Data listing →
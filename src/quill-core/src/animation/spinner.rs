//! Frame animations driven by elapsed time: the "typing" spinner and the
//! blinking reveal cursor.

use std::time::Duration;

/// Braille dots, used for the "AI is typing" indicator.
pub const DOTS: &[&str] = &["⠋", "⠙", "⠹", "⠸", "⠼", "⠴", "⠦", "⠧", "⠇", "⠏"];

/// Cycles through a fixed set of frames.
///
/// # Example
/// ```rust,ignore
/// use std::time::Duration;
/// use quill_core::animation::Spinner;
///
/// let mut spinner = Spinner::dots();
/// spinner.advance(Duration::from_millis(160));
/// assert_eq!(spinner.frame(), "⠹");
/// ```
#[derive(Debug, Clone)]
pub struct Spinner {
    frames: &'static [&'static str],
    interval: Duration,
    elapsed: Duration,
}

impl Spinner {
    pub fn new(frames: &'static [&'static str], interval: Duration) -> Self {
        Self {
            frames,
            interval,
            elapsed: Duration::ZERO,
        }
    }

    /// Braille spinner at 80 ms per frame.
    pub fn dots() -> Self {
        Self::new(DOTS, Duration::from_millis(80))
    }

    pub fn advance(&mut self, elapsed: Duration) {
        self.elapsed += elapsed;
    }

    pub fn reset(&mut self) {
        self.elapsed = Duration::ZERO;
    }

    /// Index of the frame currently shown.
    pub fn current_index(&self) -> usize {
        if self.frames.is_empty() || self.interval.is_zero() {
            return 0;
        }
        let steps = self.elapsed.as_nanos() / self.interval.as_nanos();
        (steps % self.frames.len() as u128) as usize
    }

    #[inline]
    pub fn frame(&self) -> &'static str {
        self.frames.get(self.current_index()).copied().unwrap_or(" ")
    }
}

/// Step-blink for the reveal cursor: visible for the first half of each
/// period, hidden for the second.
#[derive(Debug, Clone)]
pub struct CursorBlink {
    period: Duration,
    elapsed: Duration,
}

impl CursorBlink {
    pub fn new(period: Duration) -> Self {
        Self {
            period,
            elapsed: Duration::ZERO,
        }
    }

    pub fn advance(&mut self, elapsed: Duration) {
        self.elapsed += elapsed;
        if !self.period.is_zero() {
            let nanos = self.elapsed.as_nanos() % self.period.as_nanos();
            self.elapsed = Duration::from_nanos(nanos as u64);
        }
    }

    pub fn is_visible(&self) -> bool {
        self.period.is_zero() || self.elapsed < self.period / 2
    }
}

impl Default for CursorBlink {
    fn default() -> Self {
        Self::new(Duration::from_secs(1))
    }
}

What the task asks → Please retype the data exactly as it stands, from its first line down to the line that contains "Braille dots, used", then stop.

Reply to the exercise →
filename src/quill-core/src/animation/spinner.rs
//! Frame animations driven by elapsed time: the "typing" spinner and the
//! blinking reveal cursor.

use std::time::Duration;

/// Braille dots, used for the "AI is typing" indicator.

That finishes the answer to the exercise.